10 things you don’t know about cats
Cats have been part of people’s daily lives for centuries. They were idolized by the Egyptians during antiquity thanks to their qualities as hunters, then disowned in the Middle Ages because of superstitions, and finally back in the homes of the contemporary era.
Today the cat has an important place in France, with 28% of French households owning one. Cute, cuddly, and funny, cats also dominate the Internet with more than 2 million cat videos available on Youtube in 2015 and more than 6.5 billion photos of cats on the web, as well as the word “chat,” which is one of the most frequent searches on the Internet.

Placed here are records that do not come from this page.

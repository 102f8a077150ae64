mod audiences;
mod generate;
mod projects;

use std::{sync::Arc, time::Duration};

use axum::{
    extract::State,
    http::{header, HeaderName, Method, StatusCode},
    response::IntoResponse,
    routing::{get, post},
    Extension, Json, Router,
};
use chrono::{DateTime, Utc};
use copydesk_pipeline::Pipeline;
use serde::Serialize;
use sqlx::PgPool;
use tower::ServiceBuilder;
use tower_http::{cors::CorsLayer, trace::TraceLayer};

use crate::middleware::{
    enforce_rate_limit, request_id, require_session, AuthState, RateLimitState, RequestId,
};

#[derive(Clone)]
pub struct AppState {
    pub pool: PgPool,
    pub pipeline: Arc<Pipeline>,
    /// Where users without a premium account are sent.
    pub pricing_url: Arc<str>,
}

#[derive(Debug, Serialize)]
pub struct ApiResponse<T: Serialize> {
    pub data: T,
    pub meta: ResponseMeta,
}

#[derive(Debug, Serialize)]
pub struct ResponseMeta {
    pub request_id: String,
    pub timestamp: DateTime<Utc>,
}

#[derive(Debug, Serialize)]
pub struct ApiError {
    pub error: ErrorBody,
    pub meta: ResponseMeta,
}

#[derive(Debug, Serialize)]
pub struct ErrorBody {
    pub code: String,
    pub message: String,
    #[serde(skip_serializing_if = "Option::is_none")]
    pub redirect: Option<String>,
}

#[derive(Debug, Serialize, PartialEq, Eq)]
struct HealthData {
    status: &'static str,
    database: &'static str,
}

impl ResponseMeta {
    pub(super) fn new(request_id: String) -> Self {
        Self {
            request_id,
            timestamp: Utc::now(),
        }
    }
}

impl ApiError {
    pub fn new(
        request_id: impl Into<String>,
        code: impl Into<String>,
        message: impl Into<String>,
    ) -> Self {
        Self {
            error: ErrorBody {
                code: code.into(),
                message: message.into(),
                redirect: None,
            },
            meta: ResponseMeta::new(request_id.into()),
        }
    }

    #[must_use]
    pub fn with_redirect(mut self, redirect: impl Into<String>) -> Self {
        self.error.redirect = Some(redirect.into());
        self
    }
}

impl IntoResponse for ApiError {
    fn into_response(self) -> axum::response::Response {
        let status = match self.error.code.as_str() {
            "not_found" => StatusCode::NOT_FOUND,
            "unauthorized" => StatusCode::UNAUTHORIZED,
            "payment_required" => StatusCode::PAYMENT_REQUIRED,
            "bad_request" | "validation_error" => StatusCode::BAD_REQUEST,
            "rate_limited" => StatusCode::TOO_MANY_REQUESTS,
            "upstream_error" => StatusCode::BAD_GATEWAY,
            _ => StatusCode::INTERNAL_SERVER_ERROR,
        };
        (status, Json(self)).into_response()
    }
}

pub(super) fn normalize_limit(limit: Option<i64>) -> i64 {
    limit.unwrap_or(50).clamp(1, 200)
}

pub(super) fn map_db_error(request_id: String, error: &copydesk_db::DbError) -> ApiError {
    tracing::error!(error = %error, "database query failed");
    ApiError::new(request_id, "internal_error", "database query failed")
}

fn build_cors() -> CorsLayer {
    CorsLayer::new()
        .allow_origin(tower_http::cors::Any)
        .allow_methods([Method::GET, Method::POST, Method::DELETE])
        .allow_headers([
            header::CONTENT_TYPE,
            header::AUTHORIZATION,
            HeaderName::from_static("x-request-id"),
        ])
}

fn protected_router(auth: AuthState, rate_limit: RateLimitState) -> Router<AppState> {
    Router::new()
        .route(
            "/api/v1/audiences",
            get(audiences::list_audiences).post(audiences::create_audience),
        )
        .route(
            "/api/v1/audiences/{id}",
            get(audiences::get_audience).delete(audiences::delete_audience),
        )
        .route("/api/v1/generate", post(generate::generate))
        .route(
            "/api/v1/projects",
            get(projects::list_projects).post(projects::create_project),
        )
        .route(
            "/api/v1/projects/{id}",
            get(projects::get_project).delete(projects::delete_project),
        )
        .layer(
            ServiceBuilder::new()
                .layer(axum::middleware::from_fn_with_state(
                    rate_limit,
                    enforce_rate_limit,
                ))
                .layer(axum::middleware::from_fn_with_state(auth, require_session)),
        )
}

pub fn build_app(state: AppState, rate_limit: RateLimitState) -> Router {
    let auth = AuthState::new(state.pool.clone());
    let public_routes = Router::new().route("/api/v1/health", get(health));

    Router::new()
        .merge(public_routes)
        .merge(protected_router(auth, rate_limit))
        .layer(
            ServiceBuilder::new()
                .layer(TraceLayer::new_for_http())
                .layer(build_cors())
                .layer(axum::middleware::from_fn(request_id)),
        )
        .with_state(state)
}

async fn health(
    State(state): State<AppState>,
    Extension(req_id): Extension<RequestId>,
) -> impl IntoResponse {
    let meta = ResponseMeta::new(req_id.0);

    match copydesk_db::health_check(&state.pool).await {
        Ok(()) => (
            StatusCode::OK,
            Json(ApiResponse {
                data: HealthData {
                    status: "ok",
                    database: "ok",
                },
                meta,
            }),
        ),
        Err(e) => {
            tracing::warn!(error = %e, "health check: database unavailable");
            (
                StatusCode::SERVICE_UNAVAILABLE,
                Json(ApiResponse {
                    data: HealthData {
                        status: "degraded",
                        database: "unavailable",
                    },
                    meta,
                }),
            )
        }
    }
}

pub fn default_rate_limit_state() -> RateLimitState {
    RateLimitState::new(120, Duration::from_secs(60))
}

#[cfg(test)]
pub(crate) mod test_support;
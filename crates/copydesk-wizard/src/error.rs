use copydesk_core::{CoreError, ValidationError};
use thiserror::Error;

use crate::state::Step;

/// Errors returned by [`crate::Wizard`] operations.
#[derive(Debug, Clone, PartialEq, Error)]
pub enum WizardError {
    /// A submission is already in flight.
    #[error("a submission is already in progress")]
    Busy,

    /// The caller submitted a step the wizard is no longer on.
    #[error("step {submitted:?} is not the current step ({current:?})")]
    StaleStep {
        submitted: Step,
        current: Option<Step>,
    },

    /// The current step failed validation.
    #[error(transparent)]
    Validation(#[from] ValidationError),

    #[error("goal must not be empty")]
    EmptyGoal,

    /// The request assembled for generation is invalid.
    #[error("invalid generation request: {0}")]
    Request(String),

    /// The current step only completes through [`crate::Wizard::begin_submit`].
    #[error("step {0:?} must be submitted")]
    SubmitRequired(Step),

    /// The step can be advanced with `go_next` and has nothing to submit.
    #[error("step {0:?} has nothing to submit")]
    NothingToSubmit(Step),

    /// The operation does not apply to the current state.
    #[error("cannot {action} while {state}")]
    InvalidTransition {
        action: &'static str,
        state: &'static str,
    },

    /// Generation requires a premium account; the wizard has been closed.
    #[error("premium subscription required")]
    PremiumRequired { redirect: String },

    /// The outcome passed to `complete_submit` does not match the ticket.
    #[error("outcome does not match the submitted action")]
    OutcomeMismatch,
}

impl From<CoreError> for WizardError {
    fn from(err: CoreError) -> Self {
        match err {
            CoreError::Validation(e) => WizardError::Validation(e),
            CoreError::EmptyGoal => WizardError::EmptyGoal,
            other => WizardError::Request(other.to_string()),
        }
    }
}

/// Why a generated result could not be turned into a saved project.
///
/// The result view keeps its text either way.
#[derive(Debug, Clone, Copy, PartialEq, Eq, Error)]
pub enum SaveError {
    #[error("no signed-in user")]
    MissingUser,

    #[error("no saved audience profile")]
    MissingAudience,
}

In 2002, the IFAW (International Fund for the Protection of Animals) decided to make August 8th the International Cat Day! And on this occasion, we offer you to discover ten things you do not know about our friends, the felines!
A cat spends 70% of its life sleeping.
It is not uncommon to see your cat dive into Morpheus’s arms on a sofa, chair, or bed when he is not asking for food. And for a good reason! A cat spends 2/3 of its life sleeping or 16 hours a day on average over a year. Kittens can even sleep up to 22 hours a day.
If cats sleep so much, they reserve their energy for hunting. A domesticated or undressed cat will always keep its feline instinct. Even if he comes to ask you to eat, he will necessarily want to play to keep his hunting skills intact and stimulate his muscles.
Cat purring has therapeutic effects.
The “purr” of cats has a therapeutic virtue!
When the cat purrs, we perceive its vibrations at a low frequency (between 20 and 50 hertz) through nerve endings located at the skin’s edge. These sound vibrations are a boon for the body because they cause serotonin production (the wellness hormone).
But that’s not all; cats purr when they are injured to recover faster thanks to the vibrations they emit!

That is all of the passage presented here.